Combining CSVs of different tasks and questionnaires:

# install.packages("tidyverse")
library(tidyverse)

# Set your working directory to the folder in which all your CSV files are located
setwd("C:/User/Folder/Subfolder")

################# Combining CSVs - Different tasks/questionnaires #################
# To combine tasks that are different, this will require sequential going through the tasks and adding the relevant data from each
# Firstly, you import a task or questionnaire that will contain your base information (information you want to be present in the final dataset)
# In this example, I have 3 tasks that I want to combine
task1 = read_csv("data_exp_1111-v11_task-1111.csv")
task2 = read_csv("data_exp_2222-v22_task-2222.csv")
task3 = read_csv("data_exp_3333-v33_task-3333.csv")

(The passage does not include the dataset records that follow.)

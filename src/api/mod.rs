pub mod config_dto;
pub mod report_dto;
pub mod topology_dto;
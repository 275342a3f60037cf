use std::collections::{BTreeMap, BTreeSet};
use std::fs;
use std::path::Path;

use fronthaul_capacity::domain::aligner::align_cells;
use fronthaul_capacity::domain::config::AlignerConfig;
use fronthaul_capacity::domain::optimizer::OptimizationResult;
use fronthaul_capacity::domain::series::CellSeries;
use fronthaul_capacity::domain::topology::LinkTopology;
use fronthaul_capacity::domain::utils::id::{CellId, LinkId};
use fronthaul_capacity::error::Error;
use fronthaul_capacity::load_config;
use fronthaul_capacity::loader::aligned_table::{aligned_file_name, load_aligned_dir, read_aligned_series, write_aligned_series};
use fronthaul_capacity::loader::topology_table::{capacity_report_rows, read_topology_table, write_capacity_report};
use fronthaul_capacity::loader::trace_reader::{CellTraceFiles, read_cell_traces, read_packet_trace, read_throughput_trace, scan_log_dir};

use tempfile::tempdir;

fn write(dir: &Path, name: &str, content: &str) {
    fs::write(dir.join(name), content).expect("failed to write fixture");
}

#[test]
fn test_scan_pairs_trace_files_by_cell() {
    let dir = tempdir().unwrap();
    write(dir.path(), "throughput-cell-1.dat", "0.0 10\n");
    write(dir.path(), "pkt-stats-cell-1.dat", "0.0 5 5 0\n");
    write(dir.path(), "throughput-cell-12.dat", "0.0 10\n");
    write(dir.path(), "pkt-stats-cell-12.dat", "0.0 5 5 0\n");
    write(dir.path(), "throughput-cell-3.dat", "0.0 10\n");
    write(dir.path(), "pkt-stats-cell-4.dat", "0.0 5 5 0\n");
    write(dir.path(), "notes.txt", "not a trace\n");

    let cells = scan_log_dir(dir.path()).unwrap();

    let ids: Vec<&str> = cells.keys().map(CellId::as_str).collect();
    assert_eq!(ids, vec!["1", "12"], "Only complete pairs are returned");
    assert_eq!(cells[&CellId::new("12")].packets, dir.path().join("pkt-stats-cell-12.dat"));
}

#[test]
fn test_trace_reader_ignores_comments_and_blank_lines() {
    let dir = tempdir().unwrap();
    write(dir.path(), "thr.dat", "<header line>\n0.10 12.5\n\n0.20 13.0 <annotated\n");
    write(dir.path(), "pkt.dat", "<time tx rx late>\n0.15 10 8 1\n");

    let throughput = read_throughput_trace(dir.path().join("thr.dat")).unwrap();
    let packets = read_packet_trace(dir.path().join("pkt.dat")).unwrap();

    assert_eq!(throughput.len(), 2);
    assert_eq!(throughput[1].timestamp, 0.20);
    assert_eq!(throughput[1].kbits, 13.0);
    assert_eq!(packets.len(), 1);
    assert_eq!(packets[0].too_late, 1.0);
}

#[test]
fn test_malformed_trace_reports_line() {
    let dir = tempdir().unwrap();
    write(dir.path(), "thr.dat", "0.1 10\n0.2 abc\n");
    write(dir.path(), "pkt.dat", "0.1 10 8\n");

    let bad_value = read_throughput_trace(dir.path().join("thr.dat"));
    let bad_columns = read_packet_trace(dir.path().join("pkt.dat"));

    assert!(matches!(bad_value, Err(Error::MalformedTrace { line: 2, .. })), "got {:?}", bad_value);
    assert!(matches!(bad_columns, Err(Error::MalformedTrace { line: 1, .. })), "got {:?}", bad_columns);
}

#[test]
fn test_non_finite_trace_value_is_malformed() {
    let dir = tempdir().unwrap();
    write(dir.path(), "thr.dat", "0.1 10\nnan 20\n");
    write(dir.path(), "pkt.dat", "0.1 10 8 inf\n");

    let throughput = read_throughput_trace(dir.path().join("thr.dat"));
    let packets = read_packet_trace(dir.path().join("pkt.dat"));

    assert!(matches!(throughput, Err(Error::MalformedTrace { line: 2, .. })), "got {:?}", throughput);
    assert!(matches!(packets, Err(Error::MalformedTrace { line: 1, .. })), "got {:?}", packets);
}

#[test]
fn test_bad_trace_value_skips_only_that_cell() {
    let dir = tempdir().unwrap();
    write(dir.path(), "throughput-cell-1.dat", "0.0 10\nnan 20\n0.1 30\n");
    write(dir.path(), "pkt-stats-cell-1.dat", "0.0 5 5 0\n0.1 5 4 0\n");
    write(dir.path(), "throughput-cell-2.dat", "0.0 10\n0.1 20\n0.2 30\n");
    write(dir.path(), "pkt-stats-cell-2.dat", "0.0 5 5 0\n0.1 5 4 0\n0.2 5 3 1\n");

    let cells = scan_log_dir(dir.path()).unwrap();
    let batch = align_cells(cells.into_iter().map(|(cell, files)| (cell, read_cell_traces(&files))), &AlignerConfig::default());

    assert_eq!(batch.aligned.len(), 1);
    assert_eq!(batch.aligned[0].series.cell(), &CellId::new("2"));
    assert_eq!(batch.skipped.len(), 1);
    assert_eq!(batch.skipped[0].cell, CellId::new("1"));
}

#[test]
fn test_missing_trace_file_is_io_error() {
    let dir = tempdir().unwrap();
    write(dir.path(), "throughput-cell-1.dat", "0.0 10\n");
    let files = CellTraceFiles {
        throughput: dir.path().join("throughput-cell-1.dat"),
        packets: dir.path().join("pkt-stats-cell-1.dat"),
    };

    assert!(matches!(read_cell_traces(&files), Err(Error::IoError(_))));
}

#[test]
fn test_aligned_series_round_trip() {
    let dir = tempdir().unwrap();
    let series = CellSeries::new(CellId::new("7"), vec![0.0, 0.5, 1.0], vec![1.25, 0.0, 3.5], vec![0.0, 2.0, 1.0]).unwrap();

    let path = write_aligned_series(dir.path(), &series).unwrap();
    assert_eq!(path.file_name().unwrap().to_str().unwrap(), aligned_file_name(&CellId::new("7")));
    assert_eq!(aligned_file_name(&CellId::new("7")), "cell_7_aligned.csv");

    let header = fs::read_to_string(&path).unwrap();
    assert!(header.starts_with("timestamp,gbps,packet_loss"));

    let restored = read_aligned_series(&path, CellId::new("7")).unwrap();
    assert_eq!(restored, series);
}

#[test]
fn test_load_aligned_dir_skips_empty_files() {
    let dir = tempdir().unwrap();
    let a = CellSeries::new(CellId::new("2"), vec![0.0, 1.0], vec![1.0, 2.0], vec![0.0, 0.0]).unwrap();
    let b = CellSeries::new(CellId::new("10"), vec![0.0], vec![4.0], vec![1.0]).unwrap();
    write_aligned_series(dir.path(), &a).unwrap();
    write_aligned_series(dir.path(), &b).unwrap();
    write(dir.path(), "cell_5_aligned.csv", "timestamp,gbps,packet_loss\n");
    write(dir.path(), "link_capacity_estimates.csv", "Link_ID,Cells\n1,2\n");

    let data = load_aligned_dir(dir.path()).unwrap();

    let loaded: Vec<&str> = data.series.iter().map(|s| s.cell().as_str()).collect();
    assert_eq!(loaded, vec!["10", "2"], "Series come back ordered by cell id");
    assert_eq!(data.skipped.len(), 1);
    assert_eq!(data.skipped[0].cell, CellId::new("5"));
}

#[test]
fn test_capacity_report_round_trip() {
    let dir = tempdir().unwrap();
    let path = dir.path().join("link_capacity_estimates.csv");

    let mut topology = LinkTopology::new();
    topology.extend_link(LinkId::new(1), vec![CellId::new("3"), CellId::new("6")]);
    topology.extend_link(LinkId::new(2), vec![CellId::new("1")]);
    topology.ensure_link(LinkId::new(3));

    let mut results = BTreeMap::new();
    results.insert(LinkId::new(1), OptimizationResult::new(4.321, 5.0, true));

    let rows = capacity_report_rows(&topology, &results);
    assert_eq!(rows.len(), 3);
    assert_eq!(rows[0].cells, "3 6");
    assert_eq!(rows[0].capacity_no_buffer_gbps, Some(5.0));
    assert_eq!(rows[0].capacity_with_buffer_gbps, Some(4.32));
    assert_eq!(rows[1].capacity_with_buffer_gbps, None);

    write_capacity_report(&path, &rows).unwrap();
    let restored = read_topology_table(&path).unwrap();

    assert_eq!(restored, topology);
    assert_eq!(restored.cells(LinkId::new(3)), Some(&BTreeSet::new()));
}

#[test]
fn test_topology_table_without_capacity_columns() {
    let dir = tempdir().unwrap();
    write(dir.path(), "report.csv", "Link_ID,Cells\n2,1 4\n1,3\n");

    let topology = read_topology_table(dir.path().join("report.csv")).unwrap();

    assert_eq!(topology.len(), 2);
    let link_two: Vec<&str> = topology.cells(LinkId::new(2)).unwrap().iter().map(CellId::as_str).collect();
    assert_eq!(link_two, vec!["1", "4"]);
}

#[test]
fn test_load_config_overlays_file_on_defaults() {
    let dir = tempdir().unwrap();
    write(
        dir.path(),
        "config.json",
        r#"{
            "topology": { "targetComponents": 2, "anchors": [ { "cellId": "9", "linkId": 4 } ] },
            "financial": { "costPerGbps": 75.0 }
        }"#,
    );

    let config = load_config(Some(dir.path().join("config.json").as_path())).unwrap();

    assert_eq!(config.topology.target_components, 2);
    assert_eq!(config.topology.anchors.len(), 1);
    assert_eq!(config.topology.anchors[0].cell, CellId::new("9"));
    assert_eq!(config.topology.anchors[0].link, LinkId::new(4));
    assert_eq!(config.topology.anchors[0].priority, 0);
    assert_eq!(config.financial.cost_per_gbps, 75.0);
    assert_eq!(config.optimizer.iterations, 15, "Untouched sections keep their defaults");
}

#[test]
fn test_load_config_rejects_invalid_values() {
    let dir = tempdir().unwrap();
    write(dir.path(), "bad.json", r#"{ "topology": { "thresholdLow": 0.9, "thresholdHigh": 0.5 } }"#);
    write(dir.path(), "broken.json", "{ not json");

    let invalid = load_config(Some(dir.path().join("bad.json").as_path()));
    let broken = load_config(Some(dir.path().join("broken.json").as_path()));

    assert!(matches!(invalid, Err(Error::InvalidConfiguration(_))), "got {:?}", invalid);
    assert!(matches!(broken, Err(Error::DeserializationError(_))), "got {:?}", broken);
}

#[test]
fn test_default_config_is_valid() {
    let config = load_config(None).unwrap();

    assert_eq!(config.topology.target_components, 3);
    assert_eq!(config.financial.cost_per_gbps, 50.0);
}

# I choose my first task as the base and create a new dataset 'final'
final <- task1 %>%
  filter(`Component Name` == "Keyboard Response") %>%
  mutate(task = "task1") %>%
  select(`Participant Private ID`,
         `Participant OS`,
         `Participant Device`,
         `UTC Date`,
         `Spreadsheet: Answer`,
         Response,
         `Reaction Time`)

# Now, I take my second task and choose the specific columns I am interested in
task2 <- task2 %>%
  filter(`Component Name` == "Text Entry") %>%
  select(`Participant Private ID`,
         `Spreadsheet: Answer`,
         Response,
         `Reaction Time`)

# I do the same with my third task
task3 <- task3 %>%
  filter(`Component Name` == "Keyboard Response") %>%
  select(`Participant Private ID`,
         `Spreadsheet: Answer`,
         Response,
         `Reaction Time`)

# Next we can combine both tasks with our base, and then use grouping and filling to copy over the OS, Device, and Date information to the rest of that participant's data
final <- final %>% 
  full_join(task2) %>%
  full_join(task3) %>%
  group_by(`Participant Private ID`) %>%
  fill(`Participant OS`,
       `Participant Device`,
       `UTC Date`)

# I can then save a new .csv file with this data onto my hard drive
write_csv(final,"final_combined.csv")


Now you should have a new CSV in the folder you specified as your working directory called “combined_data.csv” or "final_combined". This contains all the data from your separate CSVs.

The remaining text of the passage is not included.